- [YOUR ASSIGNMENT]: What do the lines from the top of the data through the line with "pub use session::Session;" say? Quote them exactly and include both ends.

Saved data entries:
• • • • •
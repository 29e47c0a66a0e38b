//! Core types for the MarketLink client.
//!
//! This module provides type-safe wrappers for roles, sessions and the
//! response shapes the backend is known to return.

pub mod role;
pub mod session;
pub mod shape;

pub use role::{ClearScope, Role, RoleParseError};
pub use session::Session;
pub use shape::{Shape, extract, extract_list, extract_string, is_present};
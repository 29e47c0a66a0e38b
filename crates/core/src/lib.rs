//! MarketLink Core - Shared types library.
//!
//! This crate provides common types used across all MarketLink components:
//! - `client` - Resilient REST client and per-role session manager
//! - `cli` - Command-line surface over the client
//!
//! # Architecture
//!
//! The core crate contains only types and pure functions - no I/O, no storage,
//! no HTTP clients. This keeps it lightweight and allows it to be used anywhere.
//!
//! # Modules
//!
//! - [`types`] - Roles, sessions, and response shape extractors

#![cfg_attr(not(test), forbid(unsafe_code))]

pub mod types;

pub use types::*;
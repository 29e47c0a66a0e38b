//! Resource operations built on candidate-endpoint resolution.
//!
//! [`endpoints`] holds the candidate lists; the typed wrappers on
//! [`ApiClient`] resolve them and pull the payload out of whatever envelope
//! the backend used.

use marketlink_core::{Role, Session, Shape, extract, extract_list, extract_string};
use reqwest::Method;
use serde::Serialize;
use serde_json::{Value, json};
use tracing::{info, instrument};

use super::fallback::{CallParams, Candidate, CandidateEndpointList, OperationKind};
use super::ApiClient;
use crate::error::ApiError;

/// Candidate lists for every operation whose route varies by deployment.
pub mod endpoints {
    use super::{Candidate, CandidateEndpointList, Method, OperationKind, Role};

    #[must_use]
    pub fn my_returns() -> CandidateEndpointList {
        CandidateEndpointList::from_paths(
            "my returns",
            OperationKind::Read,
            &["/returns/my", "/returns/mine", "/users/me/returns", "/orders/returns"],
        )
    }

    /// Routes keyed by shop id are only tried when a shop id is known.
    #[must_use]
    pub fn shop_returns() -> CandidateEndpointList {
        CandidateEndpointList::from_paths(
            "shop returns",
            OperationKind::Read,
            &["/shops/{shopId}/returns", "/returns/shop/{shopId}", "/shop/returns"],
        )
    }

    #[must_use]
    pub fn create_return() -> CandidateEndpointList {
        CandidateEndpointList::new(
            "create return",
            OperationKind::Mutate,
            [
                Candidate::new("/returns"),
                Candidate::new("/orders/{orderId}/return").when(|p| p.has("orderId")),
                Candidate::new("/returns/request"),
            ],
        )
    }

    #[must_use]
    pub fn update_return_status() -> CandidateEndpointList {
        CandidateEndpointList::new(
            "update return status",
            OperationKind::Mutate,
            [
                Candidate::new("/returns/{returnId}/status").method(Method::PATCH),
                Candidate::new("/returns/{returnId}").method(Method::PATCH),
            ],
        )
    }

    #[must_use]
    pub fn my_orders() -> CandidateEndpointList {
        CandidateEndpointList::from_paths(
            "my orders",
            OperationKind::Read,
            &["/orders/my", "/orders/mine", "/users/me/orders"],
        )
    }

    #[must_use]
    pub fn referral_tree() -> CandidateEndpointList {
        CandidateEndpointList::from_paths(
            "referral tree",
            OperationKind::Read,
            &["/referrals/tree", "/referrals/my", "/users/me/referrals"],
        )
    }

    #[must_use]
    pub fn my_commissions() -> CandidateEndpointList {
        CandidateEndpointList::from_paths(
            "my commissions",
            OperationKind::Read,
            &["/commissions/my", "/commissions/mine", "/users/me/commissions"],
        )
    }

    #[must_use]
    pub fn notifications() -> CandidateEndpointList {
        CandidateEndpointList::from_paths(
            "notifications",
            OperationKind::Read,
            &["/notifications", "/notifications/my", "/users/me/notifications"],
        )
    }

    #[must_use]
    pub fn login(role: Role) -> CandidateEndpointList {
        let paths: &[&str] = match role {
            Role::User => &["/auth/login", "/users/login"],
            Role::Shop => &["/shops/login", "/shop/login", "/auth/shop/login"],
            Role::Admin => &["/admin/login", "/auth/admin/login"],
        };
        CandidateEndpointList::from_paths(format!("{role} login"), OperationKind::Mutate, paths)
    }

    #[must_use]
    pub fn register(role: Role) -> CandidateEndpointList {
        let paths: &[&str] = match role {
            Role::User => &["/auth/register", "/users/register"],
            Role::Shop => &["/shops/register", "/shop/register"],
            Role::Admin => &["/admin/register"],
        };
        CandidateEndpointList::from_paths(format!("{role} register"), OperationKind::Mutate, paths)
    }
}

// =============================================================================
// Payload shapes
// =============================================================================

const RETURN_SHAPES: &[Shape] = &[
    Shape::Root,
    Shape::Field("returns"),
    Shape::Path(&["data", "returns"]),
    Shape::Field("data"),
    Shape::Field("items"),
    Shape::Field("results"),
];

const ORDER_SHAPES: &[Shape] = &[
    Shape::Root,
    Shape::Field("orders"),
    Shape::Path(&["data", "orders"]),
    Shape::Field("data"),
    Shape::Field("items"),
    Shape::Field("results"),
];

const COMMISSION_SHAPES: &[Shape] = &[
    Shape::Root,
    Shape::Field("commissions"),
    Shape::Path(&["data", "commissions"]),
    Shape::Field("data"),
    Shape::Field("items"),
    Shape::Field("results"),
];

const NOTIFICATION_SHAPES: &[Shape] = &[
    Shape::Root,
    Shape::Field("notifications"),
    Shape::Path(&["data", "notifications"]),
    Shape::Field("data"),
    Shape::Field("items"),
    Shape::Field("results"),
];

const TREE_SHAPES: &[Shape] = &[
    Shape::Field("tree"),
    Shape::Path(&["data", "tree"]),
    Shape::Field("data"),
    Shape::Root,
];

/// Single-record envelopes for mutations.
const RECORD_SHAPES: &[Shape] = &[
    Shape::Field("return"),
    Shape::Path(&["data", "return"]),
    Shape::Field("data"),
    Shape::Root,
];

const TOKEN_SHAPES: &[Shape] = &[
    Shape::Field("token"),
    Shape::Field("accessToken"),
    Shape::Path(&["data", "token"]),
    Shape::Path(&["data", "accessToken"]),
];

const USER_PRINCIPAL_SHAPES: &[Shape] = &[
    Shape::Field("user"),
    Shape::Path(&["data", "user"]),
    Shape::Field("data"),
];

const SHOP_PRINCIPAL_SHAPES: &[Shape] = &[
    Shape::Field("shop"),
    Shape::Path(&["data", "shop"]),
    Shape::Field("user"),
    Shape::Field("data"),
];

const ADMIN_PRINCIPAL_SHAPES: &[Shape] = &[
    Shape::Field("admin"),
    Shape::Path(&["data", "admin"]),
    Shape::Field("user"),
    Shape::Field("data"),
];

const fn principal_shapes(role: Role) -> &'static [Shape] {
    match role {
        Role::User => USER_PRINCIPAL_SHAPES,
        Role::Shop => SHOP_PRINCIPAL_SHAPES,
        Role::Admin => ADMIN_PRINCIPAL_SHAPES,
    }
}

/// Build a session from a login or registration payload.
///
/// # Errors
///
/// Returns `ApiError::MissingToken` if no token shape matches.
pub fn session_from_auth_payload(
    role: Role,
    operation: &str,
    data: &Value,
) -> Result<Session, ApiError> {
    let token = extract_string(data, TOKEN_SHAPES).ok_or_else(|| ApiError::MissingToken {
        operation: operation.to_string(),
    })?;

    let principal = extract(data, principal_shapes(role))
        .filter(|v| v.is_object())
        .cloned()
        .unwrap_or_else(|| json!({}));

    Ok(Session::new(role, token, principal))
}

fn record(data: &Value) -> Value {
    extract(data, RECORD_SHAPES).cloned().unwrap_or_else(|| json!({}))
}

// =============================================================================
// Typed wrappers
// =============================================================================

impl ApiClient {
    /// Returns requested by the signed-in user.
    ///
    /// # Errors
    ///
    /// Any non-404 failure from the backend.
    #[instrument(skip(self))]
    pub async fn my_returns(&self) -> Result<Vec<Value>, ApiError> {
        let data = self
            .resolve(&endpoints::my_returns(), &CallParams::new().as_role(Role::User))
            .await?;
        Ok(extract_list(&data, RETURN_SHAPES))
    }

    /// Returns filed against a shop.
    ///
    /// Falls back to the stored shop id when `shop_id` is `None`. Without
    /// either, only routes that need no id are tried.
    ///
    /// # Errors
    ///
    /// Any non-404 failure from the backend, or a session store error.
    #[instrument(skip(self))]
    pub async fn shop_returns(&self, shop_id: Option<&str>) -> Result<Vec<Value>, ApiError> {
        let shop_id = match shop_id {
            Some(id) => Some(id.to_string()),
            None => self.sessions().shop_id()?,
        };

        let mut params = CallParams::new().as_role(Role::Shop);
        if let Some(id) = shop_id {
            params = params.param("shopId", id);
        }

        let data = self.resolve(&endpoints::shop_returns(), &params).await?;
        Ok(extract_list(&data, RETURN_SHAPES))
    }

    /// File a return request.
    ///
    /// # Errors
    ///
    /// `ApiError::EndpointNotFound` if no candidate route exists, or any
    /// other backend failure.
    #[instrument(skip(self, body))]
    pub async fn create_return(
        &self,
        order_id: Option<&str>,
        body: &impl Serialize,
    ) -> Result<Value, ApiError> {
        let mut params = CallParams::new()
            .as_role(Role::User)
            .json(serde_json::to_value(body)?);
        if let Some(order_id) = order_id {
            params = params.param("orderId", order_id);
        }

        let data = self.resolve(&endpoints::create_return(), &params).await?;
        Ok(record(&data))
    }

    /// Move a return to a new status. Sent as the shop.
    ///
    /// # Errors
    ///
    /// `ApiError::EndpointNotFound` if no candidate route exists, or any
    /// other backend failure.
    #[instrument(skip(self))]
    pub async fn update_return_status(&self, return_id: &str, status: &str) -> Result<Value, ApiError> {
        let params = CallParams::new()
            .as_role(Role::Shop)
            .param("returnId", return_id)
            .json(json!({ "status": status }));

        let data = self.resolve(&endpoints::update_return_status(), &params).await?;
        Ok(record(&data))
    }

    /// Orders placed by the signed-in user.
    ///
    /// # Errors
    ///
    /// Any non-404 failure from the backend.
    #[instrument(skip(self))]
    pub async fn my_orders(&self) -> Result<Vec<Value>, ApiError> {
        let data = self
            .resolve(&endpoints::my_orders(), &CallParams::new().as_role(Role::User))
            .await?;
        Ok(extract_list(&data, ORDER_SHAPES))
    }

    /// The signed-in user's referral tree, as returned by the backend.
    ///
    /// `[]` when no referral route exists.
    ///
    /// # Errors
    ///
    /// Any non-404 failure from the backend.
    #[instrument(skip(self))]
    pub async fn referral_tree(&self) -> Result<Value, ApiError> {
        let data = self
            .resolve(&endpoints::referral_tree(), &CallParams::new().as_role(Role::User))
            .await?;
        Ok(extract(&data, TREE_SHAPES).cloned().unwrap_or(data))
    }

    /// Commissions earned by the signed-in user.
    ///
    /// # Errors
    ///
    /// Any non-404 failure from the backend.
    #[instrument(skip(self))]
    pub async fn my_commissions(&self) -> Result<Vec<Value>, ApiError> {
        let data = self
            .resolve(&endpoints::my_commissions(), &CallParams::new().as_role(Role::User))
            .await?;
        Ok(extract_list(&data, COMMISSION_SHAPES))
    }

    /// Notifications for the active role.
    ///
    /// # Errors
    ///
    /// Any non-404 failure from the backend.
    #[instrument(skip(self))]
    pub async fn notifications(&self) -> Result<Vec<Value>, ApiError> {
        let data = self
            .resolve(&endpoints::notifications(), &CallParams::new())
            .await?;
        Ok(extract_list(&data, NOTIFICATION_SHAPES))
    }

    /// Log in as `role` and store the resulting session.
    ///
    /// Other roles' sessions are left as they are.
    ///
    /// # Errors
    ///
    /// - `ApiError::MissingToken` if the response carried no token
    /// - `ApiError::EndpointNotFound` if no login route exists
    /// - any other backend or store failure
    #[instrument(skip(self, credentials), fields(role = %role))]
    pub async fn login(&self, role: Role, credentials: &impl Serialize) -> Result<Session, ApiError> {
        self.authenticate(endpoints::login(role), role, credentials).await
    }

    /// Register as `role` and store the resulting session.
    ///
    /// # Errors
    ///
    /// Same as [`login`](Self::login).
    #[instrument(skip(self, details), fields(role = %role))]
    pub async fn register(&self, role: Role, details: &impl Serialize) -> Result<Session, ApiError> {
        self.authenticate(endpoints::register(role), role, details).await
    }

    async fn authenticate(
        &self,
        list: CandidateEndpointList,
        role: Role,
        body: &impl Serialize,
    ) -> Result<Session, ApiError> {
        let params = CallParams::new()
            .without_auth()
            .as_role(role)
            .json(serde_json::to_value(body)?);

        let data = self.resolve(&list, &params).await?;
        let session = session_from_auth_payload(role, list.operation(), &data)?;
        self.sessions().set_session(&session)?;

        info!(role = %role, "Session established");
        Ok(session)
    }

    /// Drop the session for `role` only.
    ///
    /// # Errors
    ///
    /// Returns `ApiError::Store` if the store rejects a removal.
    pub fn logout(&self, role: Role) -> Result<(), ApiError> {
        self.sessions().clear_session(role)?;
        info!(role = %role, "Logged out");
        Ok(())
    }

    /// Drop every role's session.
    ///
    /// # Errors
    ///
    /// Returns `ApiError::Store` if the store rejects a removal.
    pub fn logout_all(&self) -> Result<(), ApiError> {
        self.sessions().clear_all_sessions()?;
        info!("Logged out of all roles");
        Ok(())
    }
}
• • • • •
- [EXERCISE RESPONSE]:
repository 29e47c0a66a0e38b
//! Core types for the MarketLink client.
//!
//! This module provides type-safe wrappers for roles, sessions and the
//! response shapes the backend is known to return.

pub mod role;
pub mod session;
pub mod shape;

pub use role::{ClearScope, Role, RoleParseError};
pub use session::Session;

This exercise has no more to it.